Computational Aerodynamic Predictions of Supersonic Retropropulsion Flowfields

Abstract

Supersonic retropropulsion, or the initiation of a retropropulsion phase at supersonic freestream conditions, is an enabling decelerator technology for high-mass planetary entries at Mars. Supersonic retropropulsion relies on retrothrust to decelerate the vehicle. A thrust-driven interaction of underexpanded jet flow with the shock layer of a blunt body alters the aerodynamic characteristics of the vehicle. Little literature exists on analytical and computational modeling approaches for supersonic aerodynamic-propulsive interactions at moderate thrust levels and flight-relevant conditions. This investigation is an exploratory application of a steady, turbulent computational approach to supersonic retropropulsion flowfields using modern and historical test cases.

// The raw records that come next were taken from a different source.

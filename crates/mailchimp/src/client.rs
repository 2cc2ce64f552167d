//! HTTP adapter for the Mailchimp Marketing API.

use std::future::Future;
use std::sync::Arc;

use reqwest::StatusCode;
use reqwest::header::{AUTHORIZATION, HeaderMap, HeaderValue, RETRY_AFTER};
use serde_json::Value;
use tracing::instrument;
use url::Url;

use crate::MailchimpError;
use crate::config::MailchimpConfig;

/// A decoded API reply: status, optional `Retry-After` seconds and JSON body.
///
/// Non-JSON bodies (typically on error statuses) decode to `Value::Null`.
#[derive(Debug, Clone)]
pub struct ApiReply {
    pub status: StatusCode,
    pub retry_after: Option<u64>,
    pub body: Value,
}

impl ApiReply {
    /// A `200 OK` reply carrying `body`.
    #[must_use]
    pub const fn ok(body: Value) -> Self {
        Self {
            status: StatusCode::OK,
            retry_after: None,
            body,
        }
    }

    /// A `429 Too Many Requests` reply.
    #[must_use]
    pub const fn rate_limited(retry_after: Option<u64>) -> Self {
        Self {
            status: StatusCode::TOO_MANY_REQUESTS,
            retry_after,
            body: Value::Null,
        }
    }

    /// A reply with an arbitrary status and no body.
    #[must_use]
    pub const fn status(status: StatusCode) -> Self {
        Self {
            status,
            retry_after: None,
            body: Value::Null,
        }
    }
}

/// Issues GET requests against the versioned API.
///
/// `path` is relative to the API root (e.g. `/campaigns`). The production
/// implementation is [`MailchimpClient`]; tests substitute scripted replies.
pub trait Transport {
    /// Send a GET request and return the reply, whatever its status.
    ///
    /// # Errors
    ///
    /// Returns an error only when no HTTP reply could be obtained or a
    /// successful reply body is not valid JSON.
    fn get(
        &self,
        path: &str,
        query: &[(&str, String)],
    ) -> impl Future<Output = Result<ApiReply, MailchimpError>> + Send;
}

/// Mailchimp Marketing API client.
///
/// Every request carries `Authorization: Bearer <api key>`.
#[derive(Clone)]
pub struct MailchimpClient {
    inner: Arc<MailchimpClientInner>,
}

struct MailchimpClientInner {
    client: reqwest::Client,
    base_url: String,
    data_center: String,
}

impl MailchimpClient {
    /// Create a new Mailchimp API client.
    ///
    /// # Errors
    ///
    /// Returns error if the API key is not a valid header value or the HTTP
    /// client fails to build.
    pub fn new(config: &MailchimpConfig) -> Result<Self, MailchimpError> {
        let mut headers = HeaderMap::new();

        let mut auth_value = HeaderValue::from_str(&config.bearer())
            .map_err(|e| MailchimpError::InvalidApiKey(e.to_string()))?;
        auth_value.set_sensitive(true);
        headers.insert(AUTHORIZATION, auth_value);

        let client = reqwest::Client::builder()
            .default_headers(headers)
            .timeout(config.timeout)
            .build()?;

        Ok(Self {
            inner: Arc::new(MailchimpClientInner {
                client,
                base_url: config.base_url.clone(),
                data_center: config.data_center.clone(),
            }),
        })
    }

    fn url(&self, path: &str, query: &[(&str, String)]) -> Result<Url, MailchimpError> {
        let mut url = Url::parse(&format!("{}{path}", self.inner.base_url))?;
        if !query.is_empty() {
            let mut pairs = url.query_pairs_mut();
            for (key, value) in query {
                pairs.append_pair(key, value);
            }
        }
        Ok(url)
    }
}

impl Transport for MailchimpClient {
    #[instrument(skip(self, query), fields(dc = %self.inner.data_center))]
    async fn get(&self, path: &str, query: &[(&str, String)]) -> Result<ApiReply, MailchimpError> {
        let url = self.url(path, query)?;
        let response = self.inner.client.get(url).send().await?;

        let status = response.status();
        let retry_after = response
            .headers()
            .get(RETRY_AFTER)
            .and_then(|v| v.to_str().ok())
            .and_then(|s| s.trim().parse().ok());

        let body = if status == StatusCode::OK {
            response
                .json()
                .await
                .map_err(|e| MailchimpError::Parse(format!("Failed to parse response: {e}")))?
        } else {
            let text = response.text().await.unwrap_or_default();
            serde_json::from_str(&text).unwrap_or(Value::Null)
        };

        Ok(ApiReply {
            status,
            retry_after,
            body,
        })
    }
}

impl std::fmt::Debug for MailchimpClient {
    fn fmt(&self, f: &mut std::fmt::Formatter<'_>) -> std::fmt::Result {
        f.debug_struct("MailchimpClient")
            .field("base_url", &self.inner.base_url)
            .finish_non_exhaustive()
    }
}

#[cfg(test)]
#[allow(clippy::unwrap_used)]
mod tests {
    use super::*;

    fn client() -> MailchimpClient {
        let config = MailchimpConfig::from_api_key("3f9a1c7e5b2d4086af1e9c3b7d5a2e48-us6").unwrap();
        MailchimpClient::new(&config).unwrap()
    }

    #[test]
    fn test_url_appends_query() {
        let url = client()
            .url(
                "/campaigns",
                &[
                    ("since_send_time", "2024-03-01T00:00:00".to_string()),
                    ("count", "1000".to_string()),
                ],
            )
            .unwrap();

        assert_eq!(
            url.as_str(),
            "https://us6.api.mailchimp.com/3.0/campaigns?since_send_time=2024-03-01T00%3A00%3A00&count=1000"
        );
    }

    #[test]
    fn test_url_without_query() {
        let url = client().url("/reports/abc/click-details", &[]).unwrap();
        assert_eq!(
            url.as_str(),
            "https://us6.api.mailchimp.com/3.0/reports/abc/click-details"
        );
    }

    #[test]
    fn test_debug_hides_credentials() {
        let debug_output = format!("{:?}", client());
        assert!(debug_output.contains("us6.api.mailchimp.com"));
        assert!(!debug_output.contains("3f9a1c7e"));
    }
}
//! Report metric columns and the ordered metric selection.

use core::fmt;
use std::str::FromStr;

use serde::{Deserialize, Serialize};

/// Errors that can occur when parsing a [`MetricSelection`].
#[derive(thiserror::Error, Debug, Clone, PartialEq, Eq)]
pub enum MetricSelectionError {
    /// A metric name is not one of the known report columns.
    #[error("unknown metric '{0}'. Valid metrics: unique_opens, total_opens, total_recipients, total_clicks, ctr")]
    UnknownMetric(String),
    /// A metric was listed more than once.
    #[error("metric '{0}' listed more than once")]
    Duplicate(String),
    /// No metric was listed.
    #[error("at least one metric must be selected")]
    Empty,
}

/// A per-campaign report column.
#[derive(Debug, Clone, Copy, PartialEq, Eq, Hash, Serialize, Deserialize)]
#[serde(rename_all = "snake_case")]
pub enum Metric {
    UniqueOpens,
    TotalOpens,
    TotalRecipients,
    TotalClicks,
    /// Click-through rate.
    Ctr,
}

impl Metric {
    /// All metrics in their default column order.
    pub const ALL: [Self; 5] = [
        Self::UniqueOpens,
        Self::TotalOpens,
        Self::TotalRecipients,
        Self::TotalClicks,
        Self::Ctr,
    ];

    /// Snake-case key of the metric.
    #[must_use]
    pub const fn key(self) -> &'static str {
        match self {
            Self::UniqueOpens => "unique_opens",
            Self::TotalOpens => "total_opens",
            Self::TotalRecipients => "total_recipients",
            Self::TotalClicks => "total_clicks",
            Self::Ctr => "ctr",
        }
    }

    /// Column header: the key with underscores replaced by spaces, title-cased.
    #[must_use]
    pub fn header(self) -> String {
        title_case(&self.key().replace('_', " "))
    }
}

impl fmt::Display for Metric {
    fn fmt(&self, f: &mut fmt::Formatter<'_>) -> fmt::Result {
        f.write_str(self.key())
    }
}

impl FromStr for Metric {
    type Err = MetricSelectionError;

    fn from_str(s: &str) -> Result<Self, Self::Err> {
        let key = s.trim().to_lowercase();
        Self::ALL
            .into_iter()
            .find(|metric| metric.key() == key)
            .ok_or_else(|| MetricSelectionError::UnknownMetric(s.trim().to_owned()))
    }
}

/// Value of one metric for one report row.
#[derive(Debug, Clone, Copy, PartialEq)]
pub enum MetricValue {
    Count(u64),
    Rate(f64),
}

impl fmt::Display for MetricValue {
    fn fmt(&self, f: &mut fmt::Formatter<'_>) -> fmt::Result {
        match self {
            Self::Count(count) => write!(f, "{count}"),
            Self::Rate(rate) => write!(f, "{rate}"),
        }
    }
}

/// Ordered mapping from metric to inclusion flag.
///
/// The declared order is the column order; only metrics flagged `true`
/// appear in the report.
///
/// ## Examples
///
/// ```
/// use campaign_report_core::{Metric, MetricSelection};
///
/// let selection = MetricSelection::from_flags([
///     (Metric::UniqueOpens, true),
///     (Metric::Ctr, false),
///     (Metric::TotalClicks, true),
/// ]);
/// let columns: Vec<_> = selection.selected().collect();
/// assert_eq!(columns, [Metric::UniqueOpens, Metric::TotalClicks]);
/// ```
#[derive(Debug, Clone, PartialEq, Eq, Serialize, Deserialize)]
pub struct MetricSelection {
    flags: Vec<(Metric, bool)>,
}

impl MetricSelection {
    /// Build a selection from `(metric, include)` pairs in column order.
    ///
    /// A metric listed twice keeps its first position and its last flag.
    #[must_use]
    pub fn from_flags(flags: impl IntoIterator<Item = (Metric, bool)>) -> Self {
        let mut selection = Self { flags: Vec::new() };
        for (metric, include) in flags {
            selection.set(metric, include);
        }
        selection
    }

    /// Set the inclusion flag for a metric, appending it if not yet declared.
    pub fn set(&mut self, metric: Metric, include: bool) {
        match self.flags.iter_mut().find(|(m, _)| *m == metric) {
            Some((_, flag)) => *flag = include,
            None => self.flags.push((metric, include)),
        }
    }

    /// Included metrics in declared order.
    pub fn selected(&self) -> impl Iterator<Item = Metric> + '_ {
        self.flags
            .iter()
            .filter(|(_, include)| *include)
            .map(|&(metric, _)| metric)
    }

    /// Declared `(metric, include)` pairs in order.
    #[must_use]
    pub fn flags(&self) -> &[(Metric, bool)] {
        &self.flags
    }
}

impl Default for MetricSelection {
    /// Every metric, in default column order.
    fn default() -> Self {
        Self::from_flags(Metric::ALL.map(|metric| (metric, true)))
    }
}

impl FromStr for MetricSelection {
    type Err = MetricSelectionError;

    /// Parse a comma-separated list such as `unique_opens,total_clicks`.
    ///
    /// Listed metrics are included in the given order; the rest are declared
    /// after them as excluded.
    fn from_str(s: &str) -> Result<Self, Self::Err> {
        let mut listed: Vec<Metric> = Vec::new();
        for part in s.split(',').filter(|p| !p.trim().is_empty()) {
            let metric: Metric = part.parse()?;
            if listed.contains(&metric) {
                return Err(MetricSelectionError::Duplicate(metric.key().to_owned()));
            }
            listed.push(metric);
        }

        if listed.is_empty() {
            return Err(MetricSelectionError::Empty);
        }

        let excluded = Metric::ALL
            .into_iter()
            .filter(|metric| !listed.contains(metric))
            .map(|metric| (metric, false));
        Ok(Self::from_flags(
            listed.iter().map(|&metric| (metric, true)).chain(excluded),
        ))
    }
}

/// Capitalize the first letter of every word and lowercase the rest.
///
/// A word is a run of alphabetic characters.
fn title_case(s: &str) -> String {
    let mut out = String::with_capacity(s.len());
    let mut at_word_start = true;
    for c in s.chars() {
        if c.is_alphabetic() {
            if at_word_start {
                out.extend(c.to_uppercase());
            } else {
                out.extend(c.to_lowercase());
            }
            at_word_start = false;
        } else {
            out.push(c);
            at_word_start = true;
        }
    }
    out
}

The results obtained from this approach agree reasonably well with experimental data for the locations of the bow shock, stagnation point, and Mach disk for a retropropulsion configuration with a single nozzle at the nose. The surface pressure distributions agree less favorably, showing a pressure rise toward the shoulder that was not observed in the original experiment. The flowfield structures for a peripheral retropropulsion configuration agree qualitatively with the expected structures, but proper inboard jet flow expansion and interactions between individual jet flows are likely not being captured; accordingly, pressure is preserved inboard of the nozzles to higher thrust than was observed experimentally.